Tunisians are mourning seven policemen killed in a gun battle with suspected jihadists that has resulted in a new delay in long-awaited crisis talks between the country's main political forces.
The slain police were to be buried later Thursday in home towns around Tunisia, including in the central Sidi Bouzid region where Wednesday's clash broke out, amid rising anti-government sentiment.
In Kef, where one of the officers is to be buried, protesters torched the office of Tunisia's ruling Islamist party, Ennahda.
President Moncef Marzouki declared three days of mourning for the slain security officers.

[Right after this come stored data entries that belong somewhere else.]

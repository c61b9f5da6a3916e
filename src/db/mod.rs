//! Database module for SQLite persistence.
//!
//! Survey responses live in one table with a column per answer slot.

mod repository;

pub use repository::*;

use sqlx::sqlite::{SqliteConnectOptions, SqlitePool, SqlitePoolOptions};
use std::path::Path;
use std::str::FromStr;

use crate::schema::{FieldKind, SurveySchema};

/// Table holding one row per survey response.
pub const RESPONSES_TABLE: &str = "survey_responses";

/// Initialize the database connection pool and run migrations.
pub async fn init_database(
    db_path: &Path,
    schema: &SurveySchema,
) -> Result<SqlitePool, sqlx::Error> {
    // Ensure the parent directory exists
    if let Some(parent) = db_path.parent() {
        tokio::fs::create_dir_all(parent).await.ok();
    }

    let db_url = format!("sqlite:{}?mode=rwc", db_path.display());

    let options = SqliteConnectOptions::from_str(&db_url)?
        .create_if_missing(true)
        .journal_mode(sqlx::sqlite::SqliteJournalMode::Wal)
        .synchronous(sqlx::sqlite::SqliteSynchronous::Normal)
        .busy_timeout(std::time::Duration::from_secs(30));

    let pool = SqlitePoolOptions::new()
        .max_connections(5)
        .connect_with(options)
        .await?;

    run_migrations(&pool, schema).await?;

    Ok(pool)
}

/// Create the responses table, or rebuild it when the schema declares slots it lacks.
///
/// Columns are never added with `ALTER TABLE ADD COLUMN`; sqlx misreads rows of
/// such tables. A table missing columns is recreated and its rows copied across.
async fn run_migrations(pool: &SqlitePool, schema: &SurveySchema) -> Result<(), sqlx::Error> {
    let existing: Vec<(String, String)> = sqlx::query_as(&format!(
        "SELECT name, type FROM pragma_table_info('{}')",
        RESPONSES_TABLE
    ))
    .fetch_all(pool)
    .await?;

    if existing.is_empty() {
        sqlx::query(&create_table_sql(RESPONSES_TABLE, schema, &[]))
            .execute(pool)
            .await?;
        return Ok(());
    }

    let missing: Vec<&str> = schema
        .slots()
        .iter()
        .filter(|slot| !existing.iter().any(|(name, _)| name == &slot.name))
        .map(|slot| slot.name.as_str())
        .collect();
    if missing.is_empty() {
        return Ok(());
    }

    tracing::info!(
        "Rebuilding {} to add columns: {}",
        RESPONSES_TABLE,
        missing.join(", ")
    );
    rebuild_table(pool, schema, &existing).await
}

/// Recreate the responses table with every slot column, keeping existing rows, ids
/// and any columns the schema no longer declares.
async fn rebuild_table(
    pool: &SqlitePool,
    schema: &SurveySchema,
    existing: &[(String, String)],
) -> Result<(), sqlx::Error> {
    let staging = format!("{}_rebuild", RESPONSES_TABLE);
    let retired: Vec<(String, String)> = existing
        .iter()
        .filter(|(name, _)| {
            name != "id" && name != "created_at" && schema.slot(name).is_none()
        })
        .cloned()
        .collect();
    let copied = existing
        .iter()
        .map(|(name, _)| format!("\"{}\"", name))
        .collect::<Vec<_>>()
        .join(", ");

    let mut tx = pool.begin().await?;
    sqlx::query(&format!("DROP TABLE IF EXISTS {}", staging))
        .execute(&mut *tx)
        .await?;
    sqlx::query(&create_table_sql(&staging, schema, &retired))
        .execute(&mut *tx)
        .await?;
    sqlx::query(&format!(
        "INSERT INTO {} ({}) SELECT {} FROM {}",
        staging, copied, copied, RESPONSES_TABLE
    ))
    .execute(&mut *tx)
    .await?;
    sqlx::query(&format!("DROP TABLE {}", RESPONSES_TABLE))
        .execute(&mut *tx)
        .await?;
    sqlx::query(&format!(
        "ALTER TABLE {} RENAME TO {}",
        staging, RESPONSES_TABLE
    ))
    .execute(&mut *tx)
    .await?;
    tx.commit().await?;

    Ok(())
}

/// DDL for a responses table holding every slot of `schema`, plus `retired` columns
/// given as (name, declared type).
fn create_table_sql(table: &str, schema: &SurveySchema, retired: &[(String, String)]) -> String {
    let mut columns = vec![
        "id INTEGER PRIMARY KEY AUTOINCREMENT".to_string(),
        "created_at TEXT NOT NULL".to_string(),
    ];
    columns.extend(
        schema
            .slots()
            .iter()
            .map(|slot| column_definition(&slot.name, &slot.kind, slot.max_width)),
    );
    columns.extend(
        retired
            .iter()
            .map(|(name, kind)| format!("\"{}\" {}", name, kind)),
    );
    format!("CREATE TABLE {} (\n    {}\n)", table, columns.join(",\n    "))
}

/// Column DDL for one slot. Text columns carry a length check so an oversized value
/// fails the insert instead of being stored.
fn column_definition(name: &str, kind: &FieldKind, max_width: usize) -> String {
    match kind {
        FieldKind::Integer => format!("\"{}\" INTEGER", name),
        FieldKind::SingleChoice { .. }
        | FieldKind::MultiChoice { .. }
        | FieldKind::MultiChoiceWithOther { .. }
        | FieldKind::FreeText => format!(
            "\"{0}\" TEXT NOT NULL DEFAULT '' CHECK (length(\"{0}\") <= {1})",
            name, max_width
        ),
    }
}

#[cfg(test)]
mod tests {
    use super::*;

    #[test]
    fn test_create_table_lists_every_slot() {
        let schema = SurveySchema::builder()
            .integer("q1", "First")
            .text("q2", "Second", 20)
            .build()
            .unwrap();
        let retired = vec![("q0".to_string(), "TEXT".to_string())];
        assert_eq!(
            create_table_sql("responses", &schema, &retired),
            "CREATE TABLE responses (\n    \
             id INTEGER PRIMARY KEY AUTOINCREMENT,\n    \
             created_at TEXT NOT NULL,\n    \
             \"q1\" INTEGER,\n    \
             \"q2\" TEXT NOT NULL DEFAULT '' CHECK (length(\"q2\") <= 20),\n    \
             \"q0\" TEXT\n)"
        );
    }

    #[test]
    fn test_column_definitions() {
        assert_eq!(
            column_definition("q10_1", &FieldKind::Integer, 0),
            "\"q10_1\" INTEGER"
        );
        assert_eq!(
            column_definition("q7", &FieldKind::FreeText, 10),
            "\"q7\" TEXT NOT NULL DEFAULT '' CHECK (length(\"q7\") <= 10)"
        );
    }
}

In a brief televised statement, Prime Minister Ali Larayedh appeared to back away from comments made by his political allies to hand power to a caretaker government as part of a national dialogue brokered by the country's leading union ahead of fresh elections.

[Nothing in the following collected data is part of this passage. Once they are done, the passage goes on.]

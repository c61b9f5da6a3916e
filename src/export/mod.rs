//! Batch export of survey responses to the analysis import file.
//!
//! The output is the first rows of an external template file, copied byte for
//! byte, followed by one row per response in creation order. Each data row starts
//! with empty placeholders for the template's metadata columns, then carries one
//! resolved value per export column.
//!
//! Nothing is written unless the whole batch succeeds: rows are produced in full
//! and written to a temporary file that is renamed over the output at the end.
//! Two exports must not run concurrently against the same output path.

mod resolver;

pub use resolver::*;

use std::fs::{self, File};
use std::io::{BufWriter, Write};
use std::path::{Path, PathBuf};

use crate::db::Repository;
use crate::errors::ExportError;
use crate::models::SurveyRecord;
use crate::schema::SurveySchema;

/// Rows taken from the template by default.
pub const DEFAULT_TEMPLATE_ROWS: usize = 3;

/// Metadata columns (dates, recipient, location, ...) the template expects first.
pub const METADATA_COLUMNS: usize = 17;

/// Outcome of a successful export.
#[derive(Debug, Clone, PartialEq, Eq)]
pub struct ExportSummary {
    pub template_rows: usize,
    pub records: usize,
    pub output_path: PathBuf,
}

/// One-shot exporter merging responses beneath a template's header rows.
#[derive(Debug, Clone)]
pub struct BatchExporter {
    template_path: PathBuf,
    output_path: PathBuf,
    template_rows: usize,
    placeholder_columns: usize,
    resolver: DisplayResolver,
}

impl BatchExporter {
    pub fn new(template_path: impl Into<PathBuf>, output_path: impl Into<PathBuf>) -> Self {
        Self {
            template_path: template_path.into(),
            output_path: output_path.into(),
            template_rows: DEFAULT_TEMPLATE_ROWS,
            placeholder_columns: METADATA_COLUMNS,
            resolver: DisplayResolver::default(),
        }
    }

    pub fn with_template_rows(mut self, rows: usize) -> Self {
        self.template_rows = rows;
        self
    }

    pub fn with_placeholder_columns(mut self, columns: usize) -> Self {
        self.placeholder_columns = columns;
        self
    }

    pub fn with_resolver(mut self, resolver: DisplayResolver) -> Self {
        self.resolver = resolver;
        self
    }

    /// Export every stored response.
    pub async fn run(&self, repo: &Repository) -> Result<ExportSummary, ExportError> {
        tracing::info!(
            "Exporting survey responses to {} using template {}",
            self.output_path.display(),
            self.template_path.display()
        );

        let prefix = self.read_template_prefix()?;
        let records = repo.list_records().await?;
        let rows = self.build_rows(repo.schema(), &records)?;
        self.write_output(&prefix, &rows)?;

        let summary = ExportSummary {
            template_rows: self.template_rows,
            records: rows.len(),
            output_path: self.output_path.clone(),
        };
        tracing::info!(
            "Exported {} responses below {} template rows",
            summary.records,
            summary.template_rows
        );
        Ok(summary)
    }

    /// Raw bytes of the template's first rows, ending with a line terminator.
    pub fn read_template_prefix(&self) -> Result<Vec<u8>, ExportError> {
        let template_error = |message: String| ExportError::Template {
            path: self.template_path.clone(),
            message,
        };

        let bytes = fs::read(&self.template_path).map_err(|e| template_error(e.to_string()))?;

        let mut reader = csv::ReaderBuilder::new()
            .has_headers(false)
            .flexible(true)
            .from_reader(bytes.as_slice());
        let mut record = csv::StringRecord::new();
        for found in 0..self.template_rows {
            let more = reader
                .read_record(&mut record)
                .map_err(|e| template_error(e.to_string()))?;
            if !more {
                return Err(template_error(format!(
                    "has {} rows, {} required",
                    found, self.template_rows
                )));
            }
        }

        // The reader may stop between the two bytes of a CRLF terminator
        let mut end = reader.position().byte() as usize;
        while end < bytes.len() && matches!(bytes[end], b'\r' | b'\n') {
            end += 1;
        }

        let mut prefix = bytes[..end].to_vec();
        if !prefix.is_empty() && !prefix.ends_with(b"\n") {
            prefix.extend_from_slice(b"\r\n");
        }
        Ok(prefix)
    }

    /// One output row per record, in the order given.
    pub fn build_rows(
        &self,
        schema: &SurveySchema,
        records: &[SurveyRecord],
    ) -> Result<Vec<Vec<String>>, ExportError> {
        records
            .iter()
            .map(|record| self.build_row(schema, record))
            .collect()
    }

    fn build_row(
        &self,
        schema: &SurveySchema,
        record: &SurveyRecord,
    ) -> Result<Vec<String>, ExportError> {
        let mut row = vec![String::new(); self.placeholder_columns];
        row.reserve(schema.export_columns().len());

        for column in schema.export_columns() {
            let resolution_error = |message: String| ExportError::Resolution {
                record_id: record.id,
                column: column.clone(),
                message,
            };
            let slot = schema
                .slot(column)
                .ok_or_else(|| resolution_error("no such slot".to_string()))?;
            let value = self
                .resolver
                .resolve(slot, record.get(column))
                .map_err(|e| resolution_error(e.to_string()))?;
            row.push(value);
        }

        Ok(row)
    }

    fn write_output(&self, prefix: &[u8], rows: &[Vec<String>]) -> Result<(), ExportError> {
        if let Some(parent) = self.output_path.parent() {
            if !parent.as_os_str().is_empty() {
                fs::create_dir_all(parent)?;
            }
        }

        let tmp_path = temporary_path(&self.output_path);
        let result = write_file(&tmp_path, prefix, rows)
            .and_then(|()| fs::rename(&tmp_path, &self.output_path).map_err(ExportError::from));
        if result.is_err() {
            fs::remove_file(&tmp_path).ok();
        }
        result
    }
}

fn write_file(path: &Path, prefix: &[u8], rows: &[Vec<String>]) -> Result<(), ExportError> {
    let mut out = BufWriter::new(File::create(path)?);
    out.write_all(prefix)?;

    let mut writer = csv::WriterBuilder::new()
        .terminator(csv::Terminator::CRLF)
        .from_writer(out);
    for row in rows {
        writer.write_record(row)?;
    }
    writer.flush()?;
    Ok(())
}

fn temporary_path(output: &Path) -> PathBuf {
    let name = output
        .file_name()
        .map(|n| n.to_string_lossy().into_owned())
        .unwrap_or_else(|| "export.csv".to_string());
    output.with_file_name(format!(".{}.tmp", name))
}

Ahead of the address, thousands of people in the capital protested on the second anniversary of elections that brought Mr. Larayedh's moderate Ennahda party to power. Protest organizers told reporters that Wednesday's demonstration was aimed at maintaining pressure on the government to keep its earlier resignation promise.
In September, Tunisia's powerful UGTT labor union, which has been mediating talks between the government and the opposition, said the ruling party had agreed to three weeks of negotiations, before yielding to a transitional administration and eventual elections.